O surgimento das terapias usando os chamados anticorpos monoclonais específicos para cada doença (já usados em doenças como esclerose múltipla, artrite reumatoide, câncer, etc) tem sido o caminho que aparentemente pode levar a deter a progressão que caracteriza a Doença de Alzheimer.

O último medicamento usado no tratamento da DA data de 2003, é a Memantina, porém tanto ela como os outros medicamentos utilizados no tratamento até hoje não conseguem modificar o curso natural da doença, o avanço para o deterioro cognitivo progressivo.

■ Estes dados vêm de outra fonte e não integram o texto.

//! Import templates: generated once per project type from the catalog,
//! stored, and served back as a one-row sample CSV.

use crate::config::{FieldDefinition, FieldType, ProjectTypeCatalog, ProjectTypeDefinition};
use crate::dates::to_iso;
use crate::export::{write_csv, ExportError};
use crate::processor::DAILY_METRICS_TYPE;
use crate::store::{ImportStore, ImportTemplate};
use chrono::NaiveDate;
use rand::Rng;
use regex::Regex;
use std::collections::BTreeMap;
use std::sync::LazyLock;

static PATTERN_PREFIX_RE: LazyLock<Regex> =
    LazyLock::new(|| Regex::new(r"[A-Z]{2,4}").expect("valid regex"));

const SAMPLE_NOTE: &str = "Sample notes for this project";

/// Value shown for `field` in the sample row.
pub fn sample_value(field: &FieldDefinition, today: NaiveDate, rng: &mut impl Rng) -> String {
    if let Some(default) = &field.default {
        return default.clone();
    }
    if let Some(pattern) = &field.pattern {
        let prefix = PATTERN_PREFIX_RE
            .find(pattern.as_str())
            .map_or("XXX", |m| m.as_str());
        return format!("{prefix}-0001");
    }

    match field.field_type {
        FieldType::Text => format!("Sample {}", field.label),
        FieldType::Number => {
            let min = field.min.unwrap_or(1.0) as i64;
            let max = field.max.unwrap_or(100.0) as i64;
            let upper = max.min(min + 10).max(min);
            rng.gen_range(min..=upper).to_string()
        }
        FieldType::Select => field
            .options
            .first()
            .cloned()
            .unwrap_or_else(|| "Option 1".to_string()),
        FieldType::Date => to_iso(today),
        FieldType::Multiselect => {
            if field.options.is_empty() {
                "Option 1".to_string()
            } else {
                field.options.iter().take(2).cloned().collect::<Vec<_>>().join(", ")
            }
        }
        FieldType::Checkbox => "Yes".to_string(),
        FieldType::Textarea => SAMPLE_NOTE.to_string(),
    }
}

pub fn generate_template(
    def: &ProjectTypeDefinition,
    today: NaiveDate,
    rng: &mut impl Rng,
) -> ImportTemplate {
    let csv_headers = def.fields.iter().map(|f| f.label.clone()).collect();
    let field_mapping = def
        .fields
        .iter()
        .map(|f| (f.label.clone(), f.name.clone()))
        .collect();
    let sample_data = def
        .fields
        .iter()
        .map(|f| (f.label.clone(), sample_value(f, today, rng)))
        .collect();

    ImportTemplate {
        project_type: def.name.clone(),
        template_name: format!("{} Import Template", def.name),
        template_description: format!("Standard import template for {} projects", def.name),
        csv_headers,
        field_mapping,
        sample_data,
    }
}

/// Layout of the standalone daily metrics sheet.
pub fn daily_metrics_template(today: NaiveDate) -> ImportTemplate {
    let columns = [
        ("Site Code", "site_code", "WIFI-BTN-0001".to_string()),
        ("Date", "date", to_iso(today)),
        ("Status", "status", "UP".to_string()),
        ("Bandwidth Utilization", "bandwidth_utilization", "45.5".to_string()),
        ("Unique Users", "unique_users", "120".to_string()),
        ("Remarks", "remarks", "Sample remarks".to_string()),
    ];

    let mut field_mapping = BTreeMap::new();
    let mut sample_data = BTreeMap::new();
    let mut csv_headers = Vec::with_capacity(columns.len());
    for (label, field, sample) in columns {
        csv_headers.push(label.to_string());
        field_mapping.insert(label.to_string(), field.to_string());
        sample_data.insert(label.to_string(), sample);
    }

    ImportTemplate {
        project_type: DAILY_METRICS_TYPE.to_string(),
        template_name: format!("{DAILY_METRICS_TYPE} Import Template"),
        template_description: "Daily status, bandwidth and user counts per Free-WIFI site"
            .to_string(),
        csv_headers,
        field_mapping,
        sample_data,
    }
}

/// Header line plus one sample row. Headers without a sample get an empty cell.
pub fn render_template_csv(template: &ImportTemplate) -> Result<Vec<u8>, ExportError> {
    let sample: Vec<&str> = template
        .csv_headers
        .iter()
        .map(|h| template.sample_data.get(h).map_or("", String::as_str))
        .collect();
    write_csv(template.csv_headers.as_slice(), [sample])
}

/// Generate and store a template for every configured type plus the daily
/// metrics sheet. Returns how many were written.
pub async fn seed_templates(
    store: &dyn ImportStore,
    catalog: &ProjectTypeCatalog,
    today: NaiveDate,
    rng: &mut (impl Rng + Send),
) -> Result<usize, ExportError> {
    let mut templates: Vec<ImportTemplate> = catalog
        .types()
        .iter()
        .map(|def| generate_template(def, today, rng))
        .collect();
    templates.push(daily_metrics_template(today));

    for template in &templates {
        store.save_template(template).await?;
        tracing::info!(
            project_type = %template.project_type,
            columns = template.csv_headers.len(),
            "Import template stored"
        );
    }
    Ok(templates.len())
}

/// Sample CSV for a stored template, or `None` when the type has none.
pub async fn download_template(
    store: &dyn ImportStore,
    project_type: &str,
) -> Result<Option<Vec<u8>>, ExportError> {
    match store.find_template(project_type).await? {
        Some(template) => render_template_csv(&template).map(Some),
        None => Ok(None),
    }
}

#[cfg(test)]
mod tests {
    use super::*;
    use crate::export::UTF8_BOM;
    use crate::store::MemoryStore;
    use rand::rngs::StdRng;
    use rand::SeedableRng;

    fn today() -> NaiveDate {
        NaiveDate::from_ymd_opt(2026, 1, 7).unwrap()
    }

    fn catalog() -> ProjectTypeCatalog {
        ProjectTypeCatalog::builtin().unwrap()
    }

    // -------------------------------------------------------------------------
    // SAMPLE VALUES
    // -------------------------------------------------------------------------

    #[test]
    fn test_sample_values_by_field_kind() {
        let catalog = catalog();
        let mut rng = StdRng::seed_from_u64(7);
        let tech4ed = catalog.get("Tech4ED").unwrap();
        let sample = |name: &str, rng: &mut StdRng| {
            sample_value(tech4ed.field(name).unwrap(), today(), rng)
        };

        // no run of two or more capitals in ^T4E-[0-9]{4}$
        assert_eq!(sample("site_code", &mut rng), "XXX-0001");
        assert_eq!(sample("project_name", &mut rng), "Tech4ED Program");
        assert_eq!(sample("site_name", &mut rng), "Sample Center Name");
        assert_eq!(sample("province", &mut rng), "Batanes");
        assert_eq!(sample("activation_date", &mut rng), "2026-01-07");
        assert_eq!(sample("courses_offered", &mut rng), "Computer Basics, Microsoft Office");
        assert_eq!(sample("notes", &mut rng), SAMPLE_NOTE);
    }

    #[test]
    fn test_number_samples_stay_in_window() {
        let catalog = catalog();
        let tech4ed = catalog.get("Tech4ED").unwrap();
        let computers = tech4ed.field("computer_count").unwrap();
        let printers = tech4ed.field("printer_count").unwrap();
        let mut rng = StdRng::seed_from_u64(42);
        for _ in 0..50 {
            let n: i64 = sample_value(computers, today(), &mut rng).parse().unwrap();
            assert!((1..=11).contains(&n));
            let p: i64 = sample_value(printers, today(), &mut rng).parse().unwrap();
            assert!((0..=5).contains(&p));
        }
    }

    #[test]
    fn test_pattern_prefix_for_non_site_fields() {
        let catalog = catalog();
        let egov = catalog.get("EgovPH").unwrap();
        let mut rng = StdRng::seed_from_u64(1);
        let template = generate_template(egov, today(), &mut rng);
        assert_eq!(template.sample_data["Activity ID"], "EGV-0001");
        assert_eq!(template.field_mapping["Date"], "activity_date");
        assert_eq!(template.csv_headers[0], "Activity ID");
        assert_eq!(template.template_name, "EgovPH Import Template");
    }

    // -------------------------------------------------------------------------
    // RENDERING AND STORAGE
    // -------------------------------------------------------------------------

    #[test]
    fn test_render_orders_cells_by_header() {
        let bytes = render_template_csv(&daily_metrics_template(today())).unwrap();
        assert!(bytes.starts_with(UTF8_BOM));
        let text = std::str::from_utf8(&bytes[UTF8_BOM.len()..]).unwrap();
        let lines: Vec<&str> = text.lines().collect();
        assert_eq!(
            lines,
            vec![
                "Site Code,Date,Status,Bandwidth Utilization,Unique Users,Remarks",
                "WIFI-BTN-0001,2026-01-07,UP,45.5,120,Sample remarks",
            ]
        );
    }

    #[tokio::test]
    async fn test_seed_then_download() {
        let store = MemoryStore::new();
        let catalog = catalog();
        let mut rng = StdRng::seed_from_u64(3);

        let written = seed_templates(&store, &catalog, today(), &mut rng).await.unwrap();
        assert_eq!(written, catalog.types().len() + 1);

        let csv = download_template(&store, "ELGU").await.unwrap().unwrap();
        let text = std::str::from_utf8(&csv[UTF8_BOM.len()..]).unwrap();
        assert!(text.starts_with("Site Code,Project Name,LGU Name,"));
        assert!(text.contains("ELG-0001,ELGU,Sample LGU Name,Municipal Hall"));

        assert!(download_template(&store, DAILY_METRICS_TYPE).await.unwrap().is_some());
        assert!(download_template(&store, "Unknown").await.unwrap().is_none());
    }
}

Na verdade chama a atenção o alvoroço que o surgimento da nova droga chamada Donanemab tem causado na imprensa, digo isso porque duas drogas da mesma categoria (anticorpos monoclonais) foram aprovadas pelo FDA norte americano, elas são o Aducanumab aprovado em julho de 2021 e o Lecanemab aprovado em janeiro deste ano.

O uso de Aducanumab tem provocado muitas controvérsias nos Estados Unidos, principalmente pelo fato de que mesmo diminuindo os depósitos de beta-amiloide não há melhoras clínicas significativas nos pacientes.

O estudo de fase III com Donanemab avaliou 1736 pacientes em estágio inicial de DA com idades entre 60 e 85 anos, metade recebeu placebo e metade recebeu o medicamento por infusão endovenosa uma vez ao mês.

A progressão da doença medida pelo desempenho nas atividades do dia a dia foi reduzida em cerca de 30% dos pacientes, quando aplicado a um grupo específico com início bem recente da doença esse índice sobe para 40%.

Assim como o Aducanumab, a nova droga consegue diminuir as placas de amiloide no cérebro, essa medição é feita através de exame específico de neuroimagem (PETscan).

O Donanemab não está isento de efeitos colaterais incluindo alguns graves como microhemorragias e inchaço cerebral, é necessário o acompanhamento periódico com exames de imagem.

Outro grande obstáculo para seu uso radica nos altos custos, o Adacanumab custa ao redor de 50.000 dólares ao ano nos Estados Unidos, o Lecanemab ao redor de 27.000 dólares e ainda se desconhece o preço do novo medicamento, dificilmente será inferior a estes valores.

Não podemos esquecer que a maioria dos pacientes desenvolvem anticorpos contra o medicamento após 3 meses de uso, isso faz pensar que com o tempo o medicamento pode ir perdendo sua eficácia em diminuir as placas de beta-amiloide.

Os especialistas em políticas públicas acreditam que o custo-benefício em termos de saúde pública e uso em grande escala de estes medicamentos fica longe do ideal.

De qualquer forma estas descobertas deixariam feliz ao descobridor da Doença de Alzheimer, o médico Alois Alzheimer que em 1906 estudou o cérebro da sua paciente Auguste Deter, descreveu a atrofia do córtex cerebral, as placas e os emaranhados sem saber do que se tratava.

Alzheimer faleceu em 1915 com apenas 51 anos de idade, antes de morrer estudou o cérebro de outros quatro pacientes com achados similares.

Alzheimer foi um pioneiro ao relacionar o estado físico do cérebro ao comportamento numa época em que toda alteração de comportamento era vinculada a problemas psicológicos e emocionais.

Familiares de pacientes me interrogam sobre o novo medicamento, eu entendo, a doença de seus seres queridos avança inexoravelmente, explico que é cedo para ter a certeza dos benefícios e dos efeitos colaterais.

Há que lembrar que até agora os pacientes estudados tinham Alzheimer em estágio inicial, não sabemos ainda o efeito da medicação em estágios mais avançados da doença, infelizmente no nosso meio a grande maioria dos pacientes é diagnosticada quando a doença já passou sua fase inicial.

São necessários novos estudos clínicos randomizados com pacientes em diferentes estágios e a aprovação de outras agências de medicamentos como a europeia (EMA) e a própria Anvisa e não menos importante a redução do preço.

Se o surgimento do Donanemab vai se transformar num ponto de inflexão no tratamento da doença de Alzheimer não sabemos, torço para que assim seja mas desconfio que não será.

Enquanto isso lembro a frase de meu bom professor de farmacologia: “ nunca seja dos primeiros a prescrever um medicamento novo e tampouco dos últimos em prescrever um medicamento antigo”.